■ Work item: Would you copy all lines in the data that contain the word "https"?

*** Opening of Dataset entries ***

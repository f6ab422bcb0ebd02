//! AVM: plain directory listings with `info_en.txt` sheets next to the images.

use std::collections::HashMap;
use std::sync::Arc;

use async_trait::async_trait;
use tracing::Instrument;

use super::{open_entry, ScrapeStats, Vendor, VendorOptions, VendorScraper};
use crate::error::{ConnectionError, SessionError};
use crate::extract::Extractor;
use crate::record::{FirmwareRecord, ReportFields};
use crate::session::fetch::Fetch;
use crate::session::{BrowserSession, Locator};
use crate::telemetry::ctx::LogCtx;
use crate::telemetry::ops::scrape::{Phase, Scrape};
use crate::traverse::directory::{DirectoryLeaf, DirectoryWalk};
use crate::traverse::LeafCandidate;

pub const ENTRY_URL: &str = "https://download.avm.de/";
const REPORT_FILE: &str = "info_en.txt";

pub struct AvmScraper {
    session: Box<dyn BrowserSession>,
    fetcher: Arc<dyn Fetch>,
    options: VendorOptions,
    stats: ScrapeStats,
}

impl AvmScraper {
    pub fn new(session: Box<dyn BrowserSession>, fetcher: Arc<dyn Fetch>, options: VendorOptions) -> Self {
        Self { session, fetcher, options, stats: ScrapeStats::default() }
    }

    fn walk(&self) -> DirectoryWalk {
        DirectoryWalk {
            entry_url: ENTRY_URL.to_string(),
            entry_locator: Locator::css("pre > a"),
            leaf_extensions: vec![".image", ".exe", ".zip", ".dmg"],
            skip_extensions: vec![".txt"],
            excluded: vec!["../", "archive/"],
            report_file: Some(REPORT_FILE),
            cap: self.options.max_products,
        }
    }
}

#[async_trait]
impl VendorScraper for AvmScraper {
    fn vendor(&self) -> Vendor { Vendor::Avm }

    async fn connect(&mut self, log: &LogCtx<Scrape>) -> Result<(), ConnectionError> {
        open_entry(self.session.as_mut(), Vendor::Avm, log).await
    }

    async fn scrape_metadata(&mut self, log: &LogCtx<Scrape>) -> Vec<FirmwareRecord> {
        let ex = Extractor::new(log);
        let walk = self.walk();
        let (leaves, walk_stats) = walk.walk(self.session.as_mut(), log).instrument(log.span(&Phase::Discover)).await;
        log.info(format!("found {} firmware files", leaves.len()));

        // one fetch per directory, shared by all of its files
        let mut reports: HashMap<String, Option<ReportFields>> = HashMap::new();
        let mut records = Vec::with_capacity(leaves.len());
        for leaf in &leaves {
            let report = match &leaf.item.report_url {
                Some(url) => {
                    if !reports.contains_key(url) {
                        let fields = read_report(&ex, self.fetcher.as_ref(), url).await;
                        reports.insert(url.clone(), fields);
                    }
                    reports.get(url).cloned().flatten()
                }
                None => None,
            };
            match build_record(leaf, report.as_ref()) {
                Ok(rec) => records.push(rec),
                Err(e) => log.error(format!("{}: {e}", leaf.item.url)),
            }
        }

        self.stats = ScrapeStats::from_walk(walk_stats, ex.failures());
        records
    }

    fn stats(&self) -> ScrapeStats { self.stats }

    async fn close(&mut self) -> Result<(), SessionError> { self.session.close().await }
}

async fn read_report(ex: &Extractor<'_>, fetcher: &dyn Fetch, url: &str) -> Option<ReportFields> {
    let report = ex.fetch_report(fetcher, url).await?;
    Some(ReportFields {
        product_name: ex.report_value(&report, url, "product name", "Product", ':'),
        version: ex.report_value(&report, url, "version", "Version", ':'),
        release_date: ex.report_value(&report, url, "release date", "Release", ':'),
    })
}

fn build_record(leaf: &LeafCandidate<DirectoryLeaf>, report: Option<&ReportFields>) -> Result<FirmwareRecord, crate::error::RecordError> {
    let mut rec = FirmwareRecord::new(Vendor::Avm.manufacturer())?;
    rec.download_link = Some(leaf.item.url.clone());
    rec.product_type = leaf.top_level().map(str::to_string);
    if let Some(fields) = report {
        rec.fill_from(fields);
    }
    if let Some(info_url) = &leaf.item.report_url {
        rec.insert_extra("info_url", info_url.as_str());
    }
    Ok(rec)
}

#[cfg(test)]
mod tests {
    use super::*;
    use std::time::Duration;

    use crate::record::RecordStatus;
    use crate::session::fixture::FixtureFetcher;
    use crate::session::static_html::StaticSession;
    use crate::telemetry;

    fn listing(entries: &[&str]) -> String {
        let links: Vec<String> = entries.iter().map(|e| format!(r#"<a href="{e}">{e}</a>"#)).collect();
        format!("<html><body><h1>Index of /</h1><pre>{}</pre></body></html>", links.join("\n"))
    }

    fn site() -> Arc<FixtureFetcher> {
        Arc::new(
            FixtureFetcher::new()
                .page(ENTRY_URL, &listing(&["../", "archive/", "fooA/", "fooB/"]))
                .page("https://download.avm.de/fooA/", &listing(&["../", "image1.image", "info_en.txt"]))
                .page("https://download.avm.de/fooA/info_en.txt", "Product: Foo A\nVersion: 1.0\nRelease: 2023-05-01\n")
                .page("https://download.avm.de/fooB/", &listing(&["../", "image2.exe"])),
        )
    }

    fn scraper(fetcher: Arc<FixtureFetcher>, max_products: Option<usize>) -> AvmScraper {
        let session = StaticSession::new(fetcher.clone(), Duration::from_secs(5));
        let options = VendorOptions { max_products, ..VendorOptions::default() };
        AvmScraper::new(Box::new(session), fetcher, options)
    }

    #[tokio::test]
    async fn directory_scenario_yields_report_and_bare_records() {
        let log = telemetry::scrape();
        let mut s = scraper(site(), None);
        s.connect(&log).await.unwrap();
        let records = s.scrape_metadata(&log).await;
        assert_eq!(records.len(), 2);

        let a = &records[0];
        assert_eq!(a.manufacturer, "AVM");
        assert_eq!(a.product_name.as_deref(), Some("Foo A"));
        assert_eq!(a.version.as_deref(), Some("1.0"));
        assert_eq!(a.release_date.as_deref(), Some("2023-05-01"));
        assert!(a.download_link.as_deref().unwrap().ends_with("image1.image"));
        assert_eq!(a.product_type.as_deref(), Some("fooA"));
        assert_eq!(a.additional_data["info_url"], "https://download.avm.de/fooA/info_en.txt");

        let b = &records[1];
        assert_eq!(b.product_name, None);
        assert_eq!(b.version, None);
        assert!(b.download_link.as_deref().unwrap().ends_with("image2.exe"));
        assert!(b.additional_data.is_empty());
        assert_eq!(b.status(), RecordStatus::Resolved);
        assert_eq!(s.stats().leaves, 2);
    }

    #[tokio::test]
    async fn report_is_fetched_once_per_directory() {
        let fetcher = Arc::new(
            FixtureFetcher::new()
                .page(ENTRY_URL, &listing(&["box/"]))
                .page("https://download.avm.de/box/", &listing(&["a.image", "b.zip", "info_en.txt"]))
                .page("https://download.avm.de/box/info_en.txt", "Product: Box\nRelease: 19.06.2023\n"),
        );
        let log = telemetry::scrape();
        let mut s = scraper(fetcher.clone(), None);
        let records = s.scrape_metadata(&log).await;
        assert_eq!(records.len(), 2);
        assert!(records.iter().all(|r| r.release_date.as_deref() == Some("2023-06-19")));
        let report_fetches = fetcher.calls().iter().filter(|u| u.ends_with("info_en.txt")).count();
        assert_eq!(report_fetches, 1);
        // missing Version line is a recovered field failure
        assert_eq!(s.stats().field_failures, 1);
    }

    #[tokio::test]
    async fn unreachable_entry_is_a_connection_error() {
        let log = telemetry::scrape();
        let mut s = scraper(Arc::new(FixtureFetcher::new()), None);
        let err = s.connect(&log).await.unwrap_err();
        assert_eq!(err.vendor, "AVM");
        assert_eq!(err.url, ENTRY_URL);
    }

    #[tokio::test]
    async fn scraping_twice_is_stable() {
        let log = telemetry::scrape();
        let first = scraper(site(), None).scrape_metadata(&log).await;
        let second = scraper(site(), None).scrape_metadata(&log).await;
        assert_eq!(first, second);
    }
}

*** Close of Dataset entries ***

■ Exercise answer:
pub const ENTRY_URL: &str = "https://download.avm.de/";
                .page("https://download.avm.de/fooA/", &listing(&["../", "image1.image", "info_en.txt"]))
                .page("https://download.avm.de/fooA/info_en.txt", "Product: Foo A\nVersion: 1.0\nRelease: 2023-05-01\n")
                .page("https://download.avm.de/fooB/", &listing(&["../", "image2.exe"])),
        assert_eq!(a.additional_data["info_url"], "https://download.avm.de/fooA/info_en.txt");
                .page("https://download.avm.de/box/", &listing(&["a.image", "b.zip", "info_en.txt"]))
                .page("https://download.avm.de/box/info_en.txt", "Product: Box\nRelease: 19.06.2023\n"),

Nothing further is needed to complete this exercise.